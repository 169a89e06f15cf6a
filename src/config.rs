use crate::i18n::Language;
use anyhow::{bail, Context, Result};
use std::env::VarError;

#[derive(Debug, Clone)]
pub struct Config {
    /// Language active at startup
    pub language: Language,

    /// Print lookup metrics as JSON after resolving
    pub report_metrics: bool,
}

impl Config {
    pub fn from_env() -> Result<Self> {
        let language = match std::env::var("KWT_LANG") {
            Ok(code) => Language::from_code(code.trim()).context("Invalid KWT_LANG")?,
            Err(VarError::NotPresent) => Language::canonical(),
            Err(VarError::NotUnicode(raw)) => bail!("KWT_LANG is not valid UTF-8: {:?}", raw),
        };

        Ok(Self {
            language,
            report_metrics: std::env::var("KWT_REPORT_METRICS")
                .map(|v| parse_flag(&v))
                .unwrap_or(false),
        })
    }
}

fn parse_flag(value: &str) -> bool {
    matches!(value.trim().to_ascii_lowercase().as_str(), "1" | "true" | "yes")
}

#[cfg(test)]
mod tests {
    use super::*;
    use serial_test::serial;

    #[test]
    fn test_parse_flag() {
        assert!(parse_flag("1"));
        assert!(parse_flag("true"));
        assert!(parse_flag(" TRUE "));
        assert!(parse_flag("yes"));
        assert!(!parse_flag("0"));
        assert!(!parse_flag("false"));
        assert!(!parse_flag(""));
    }

    #[test]
    #[serial]
    fn test_from_env_defaults() {
        std::env::remove_var("KWT_LANG");
        std::env::remove_var("KWT_REPORT_METRICS");

        let config = Config::from_env().expect("Defaults should load");
        assert_eq!(config.language, Language::POLISH);
        assert!(!config.report_metrics);
    }

    #[test]
    #[serial]
    fn test_from_env_reads_values() {
        std::env::set_var("KWT_LANG", "en");
        std::env::set_var("KWT_REPORT_METRICS", "1");

        let config = Config::from_env().expect("Valid env should load");
        assert_eq!(config.language, Language::ENGLISH);
        assert!(config.report_metrics);

        std::env::remove_var("KWT_LANG");
        std::env::remove_var("KWT_REPORT_METRICS");
    }

    #[test]
    #[serial]
    fn test_from_env_rejects_unknown_language() {
        std::env::set_var("KWT_LANG", "de");

        let err = Config::from_env().unwrap_err();
        assert!(err.to_string().contains("KWT_LANG"));

        std::env::remove_var("KWT_LANG");
    }

    #[cfg(unix)]
    #[test]
    #[serial]
    fn test_from_env_rejects_non_utf8_language() {
        use std::ffi::OsStr;
        use std::os::unix::ffi::OsStrExt;

        std::env::set_var("KWT_LANG", OsStr::from_bytes(b"p\xFFl"));

        let err = Config::from_env().unwrap_err();
        assert!(err.to_string().contains("UTF-8"));

        std::env::remove_var("KWT_LANG");
    }
}
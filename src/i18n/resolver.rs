//! Key resolution: lookup, fallback, placeholder substitution.
//!
//! Resolution never fails. A key missing from the active language falls back
//! to the canonical language, and a key missing from both comes back as-is.

use crate::i18n::metrics::{LookupMetrics, LookupOutcome};
use crate::i18n::{active_language, Language, TranslationTree};
use std::fmt;
use tracing::debug;

/// Placeholder values, applied in order. `("n", &5)` fills every `{n}`.
pub type Vars<'a> = &'a [(&'a str, &'a dyn fmt::Display)];

/// Resolve `key` against the active language.
///
/// Records the outcome in `LookupMetrics`.
///
/// # Example
/// ```ignore
/// let subtitle = resolve("review.subtitle", &[("n", &5)]);
/// ```
pub fn resolve(key: &str, vars: Vars<'_>) -> String {
    let active = TranslationTree::for_language(active_language());
    let fallback = TranslationTree::for_language(Language::canonical());
    resolve_recorded(active, fallback, key, vars)
}

/// Resolve `key` against an explicit language without touching global state.
pub fn resolve_in(language: Language, key: &str, vars: Vars<'_>) -> String {
    let (template, _) = find(language, key);
    substitute(template.unwrap_or(key), vars)
}

/// Resolve a key that takes no placeholders.
pub fn t(key: &str) -> String {
    resolve(key, &[])
}

fn resolve_recorded(
    active: &TranslationTree,
    fallback: &TranslationTree,
    key: &str,
    vars: Vars<'_>,
) -> String {
    let (template, outcome) = find_in(active, fallback, key);
    LookupMetrics::global().record(outcome);
    substitute(template.unwrap_or(key), vars)
}

fn find(language: Language, key: &str) -> (Option<&'static str>, LookupOutcome) {
    find_in(
        TranslationTree::for_language(language),
        TranslationTree::for_language(Language::canonical()),
        key,
    )
}

/// Two independent descents: the active tree, then the fallback one.
fn find_in(
    active: &TranslationTree,
    fallback: &TranslationTree,
    key: &str,
) -> (Option<&'static str>, LookupOutcome) {
    if let Some(text) = active.lookup(key) {
        return (Some(text), LookupOutcome::Active);
    }

    if let Some(text) = fallback.lookup(key) {
        debug!("Translation key '{}' not found in active language, using fallback", key);
        return (Some(text), LookupOutcome::Fallback);
    }

    debug!("Missing translation key: '{}'. Returning key as-is.", key);
    (None, LookupOutcome::Missing)
}

/// Literal replacement of every `{name}` token, one variable at a time.
fn substitute(template: &str, vars: Vars<'_>) -> String {
    vars.iter()
        .fold(template.to_string(), |text, (name, value)| {
            text.replace(&format!("{{{}}}", name), &value.to_string())
        })
}

/// Resolve a key against the active language, with optional placeholders.
///
/// ```ignore
/// let label = t!("common.remove");
/// let heading = t!("result.title", title = "Unit 5");
/// let count = t!("set.questions", n = questions.len());
/// ```
#[macro_export]
macro_rules! t {
    ($key:expr $(,)?) => {
        $crate::i18n::resolve($key, &[])
    };
    ($key:expr, $($name:ident = $value:expr),+ $(,)?) => {
        $crate::i18n::resolve(
            $key,
            &[$((stringify!($name), &$value as &dyn ::std::fmt::Display)),+],
        )
    };
}
//! Translation trees: static nested maps from key segments to display strings.
//!
//! Every tree is `'static` data compiled into the binary. Lookups walk a
//! dot-separated key one segment at a time and never fail loudly: any
//! mismatch between the key and the tree's shape is just "not found".

use crate::i18n::Language;

/// A node in a translation tree.
#[derive(Debug, Clone, Copy)]
pub enum Node {
    /// A display string, possibly containing `{name}` placeholders
    Leaf(&'static str),

    /// Named children, searched in declaration order
    Branch(&'static [(&'static str, Node)]),
}

impl Node {
    /// Child named `segment`. Leaves have no children.
    fn child(self, segment: &str) -> Option<Node> {
        match self {
            Node::Branch(children) => children
                .iter()
                .find(|(name, _)| *name == segment)
                .map(|(_, child)| *child),
            Node::Leaf(_) => None,
        }
    }

    fn as_leaf(self) -> Option<&'static str> {
        match self {
            Node::Leaf(text) => Some(text),
            Node::Branch(_) => None,
        }
    }
}

/// The complete set of display strings for one language.
#[derive(Debug)]
pub struct TranslationTree {
    root: &'static [(&'static str, Node)],
}

impl TranslationTree {
    pub const fn new(root: &'static [(&'static str, Node)]) -> Self {
        Self { root }
    }

    /// Get the tree registered for `language`.
    pub fn for_language(language: Language) -> &'static TranslationTree {
        language.config().tree
    }

    /// Resolve a dot-separated key to a leaf string.
    ///
    /// # Returns
    /// * `Some(text)` if every segment matches and the path ends on a leaf
    /// * `None` if a segment is missing, the path runs past a leaf, or it
    ///   stops on a branch
    pub fn lookup(&self, key: &str) -> Option<&'static str> {
        key.split('.')
            .try_fold(Node::Branch(self.root), Node::child)
            .and_then(Node::as_leaf)
    }

    /// All dot-paths in this tree that end on a leaf, in declaration order.
    pub fn leaf_paths(&self) -> Vec<String> {
        let mut paths = Vec::new();
        collect_leaf_paths(self.root, "", &mut paths);
        paths
    }
}

fn collect_leaf_paths(children: &[(&'static str, Node)], prefix: &str, out: &mut Vec<String>) {
    for (name, node) in children {
        let path = if prefix.is_empty() {
            (*name).to_string()
        } else {
            format!("{}.{}", prefix, name)
        };
        match node {
            Node::Leaf(_) => out.push(path),
            Node::Branch(grandchildren) => collect_leaf_paths(grandchildren, &path, out),
        }
    }
}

:::

▸ Task to complete:
Search the listing above for the lines with "assert_eq!(config.language, Language::POLISH);" and "assert_eq!(config.language, Language::ENGLISH);", then output those lines and all lines between them exactly.

▸ Output of the exercise:
        assert_eq!(config.language, Language::POLISH);
        assert!(!config.report_metrics);
    }

    #[test]
    #[serial]
    fn test_from_env_reads_values() {
        std::env::set_var("KWT_LANG", "en");
        std::env::set_var("KWT_REPORT_METRICS", "1");

        let config = Config::from_env().expect("Valid env should load");
        assert_eq!(config.language, Language::ENGLISH);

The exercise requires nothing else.